## [Your assignment]
From the listing that follows, report the number of lines with the word "CachedTripSource" in them, and no other output.

## [The data]

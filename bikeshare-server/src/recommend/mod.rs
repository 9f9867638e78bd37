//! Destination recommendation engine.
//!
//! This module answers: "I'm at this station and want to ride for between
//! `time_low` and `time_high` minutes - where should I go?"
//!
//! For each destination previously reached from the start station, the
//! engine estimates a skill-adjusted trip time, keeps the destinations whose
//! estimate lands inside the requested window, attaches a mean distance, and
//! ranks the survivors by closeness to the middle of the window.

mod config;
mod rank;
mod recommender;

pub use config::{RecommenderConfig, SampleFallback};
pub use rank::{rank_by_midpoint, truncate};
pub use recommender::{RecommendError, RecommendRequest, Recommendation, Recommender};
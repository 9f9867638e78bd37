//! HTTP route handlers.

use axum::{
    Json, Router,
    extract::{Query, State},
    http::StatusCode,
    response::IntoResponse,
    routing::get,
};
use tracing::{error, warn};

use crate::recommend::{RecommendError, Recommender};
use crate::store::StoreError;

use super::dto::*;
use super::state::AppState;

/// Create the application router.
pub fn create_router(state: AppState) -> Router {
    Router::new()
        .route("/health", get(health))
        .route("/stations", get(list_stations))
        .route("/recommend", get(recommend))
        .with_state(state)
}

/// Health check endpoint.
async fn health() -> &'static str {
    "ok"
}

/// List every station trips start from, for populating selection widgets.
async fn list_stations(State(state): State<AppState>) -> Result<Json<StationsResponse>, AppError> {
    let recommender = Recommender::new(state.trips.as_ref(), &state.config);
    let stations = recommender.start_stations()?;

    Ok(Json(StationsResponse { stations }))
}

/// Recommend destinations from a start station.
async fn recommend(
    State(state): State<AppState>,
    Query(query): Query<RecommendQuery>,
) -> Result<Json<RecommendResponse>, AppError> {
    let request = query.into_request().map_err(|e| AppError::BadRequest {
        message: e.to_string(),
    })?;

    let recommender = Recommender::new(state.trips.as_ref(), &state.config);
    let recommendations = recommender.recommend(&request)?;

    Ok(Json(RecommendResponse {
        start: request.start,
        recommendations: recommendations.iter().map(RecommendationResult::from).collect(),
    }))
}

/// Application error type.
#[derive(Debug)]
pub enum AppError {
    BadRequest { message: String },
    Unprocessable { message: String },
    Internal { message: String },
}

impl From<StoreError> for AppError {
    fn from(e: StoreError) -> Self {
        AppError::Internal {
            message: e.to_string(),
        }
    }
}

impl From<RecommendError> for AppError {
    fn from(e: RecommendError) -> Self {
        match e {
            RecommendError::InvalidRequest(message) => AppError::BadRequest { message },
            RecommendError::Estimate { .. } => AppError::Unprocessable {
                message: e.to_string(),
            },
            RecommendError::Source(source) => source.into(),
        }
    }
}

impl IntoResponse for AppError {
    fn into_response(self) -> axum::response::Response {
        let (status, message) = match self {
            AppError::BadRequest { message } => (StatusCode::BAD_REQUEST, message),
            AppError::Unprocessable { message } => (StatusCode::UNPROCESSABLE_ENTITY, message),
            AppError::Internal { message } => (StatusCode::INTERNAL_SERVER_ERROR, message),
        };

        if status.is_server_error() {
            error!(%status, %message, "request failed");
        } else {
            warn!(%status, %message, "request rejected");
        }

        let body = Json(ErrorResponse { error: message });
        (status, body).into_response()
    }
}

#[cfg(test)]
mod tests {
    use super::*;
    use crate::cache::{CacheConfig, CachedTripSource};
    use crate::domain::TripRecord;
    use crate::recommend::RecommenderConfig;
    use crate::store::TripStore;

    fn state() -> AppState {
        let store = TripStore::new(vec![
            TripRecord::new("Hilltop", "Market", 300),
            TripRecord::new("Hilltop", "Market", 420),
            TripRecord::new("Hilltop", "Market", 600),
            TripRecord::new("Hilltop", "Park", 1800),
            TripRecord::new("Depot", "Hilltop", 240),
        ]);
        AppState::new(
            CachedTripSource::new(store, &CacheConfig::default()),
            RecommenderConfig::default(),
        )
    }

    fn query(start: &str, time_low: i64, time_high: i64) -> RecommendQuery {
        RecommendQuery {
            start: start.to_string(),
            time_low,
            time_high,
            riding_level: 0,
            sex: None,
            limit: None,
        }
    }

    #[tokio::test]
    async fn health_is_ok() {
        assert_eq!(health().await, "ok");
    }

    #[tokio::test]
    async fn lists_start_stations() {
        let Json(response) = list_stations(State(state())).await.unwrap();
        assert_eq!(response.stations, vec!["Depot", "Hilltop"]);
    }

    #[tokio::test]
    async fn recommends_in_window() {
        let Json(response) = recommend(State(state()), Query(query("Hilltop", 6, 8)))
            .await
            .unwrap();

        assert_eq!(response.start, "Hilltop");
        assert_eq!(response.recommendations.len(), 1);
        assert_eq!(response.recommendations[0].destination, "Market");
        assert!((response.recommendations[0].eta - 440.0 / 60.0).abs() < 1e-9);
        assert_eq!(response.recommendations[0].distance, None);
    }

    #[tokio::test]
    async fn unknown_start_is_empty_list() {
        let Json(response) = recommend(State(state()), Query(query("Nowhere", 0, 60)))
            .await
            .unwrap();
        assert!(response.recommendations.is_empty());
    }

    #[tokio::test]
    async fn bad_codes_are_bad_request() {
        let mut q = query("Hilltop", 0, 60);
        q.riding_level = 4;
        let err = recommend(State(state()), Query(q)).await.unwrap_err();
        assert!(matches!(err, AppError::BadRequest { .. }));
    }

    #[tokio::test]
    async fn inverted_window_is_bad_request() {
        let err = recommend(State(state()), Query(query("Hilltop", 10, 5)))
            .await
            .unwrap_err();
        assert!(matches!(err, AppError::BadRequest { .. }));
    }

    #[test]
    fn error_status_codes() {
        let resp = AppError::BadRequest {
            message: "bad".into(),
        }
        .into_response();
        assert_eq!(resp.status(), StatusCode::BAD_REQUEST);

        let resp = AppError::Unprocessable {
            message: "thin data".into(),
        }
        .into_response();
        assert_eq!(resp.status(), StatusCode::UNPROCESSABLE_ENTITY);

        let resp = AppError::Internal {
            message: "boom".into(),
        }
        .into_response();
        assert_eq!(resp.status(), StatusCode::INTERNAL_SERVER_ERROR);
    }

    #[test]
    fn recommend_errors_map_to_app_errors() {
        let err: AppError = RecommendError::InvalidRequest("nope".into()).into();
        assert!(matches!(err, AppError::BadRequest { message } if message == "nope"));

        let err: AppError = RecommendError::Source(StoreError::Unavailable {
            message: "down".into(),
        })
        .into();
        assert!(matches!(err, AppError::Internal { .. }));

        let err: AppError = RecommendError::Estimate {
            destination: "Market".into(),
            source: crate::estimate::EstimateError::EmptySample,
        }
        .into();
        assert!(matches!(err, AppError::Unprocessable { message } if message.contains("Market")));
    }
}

## [Answer below]
2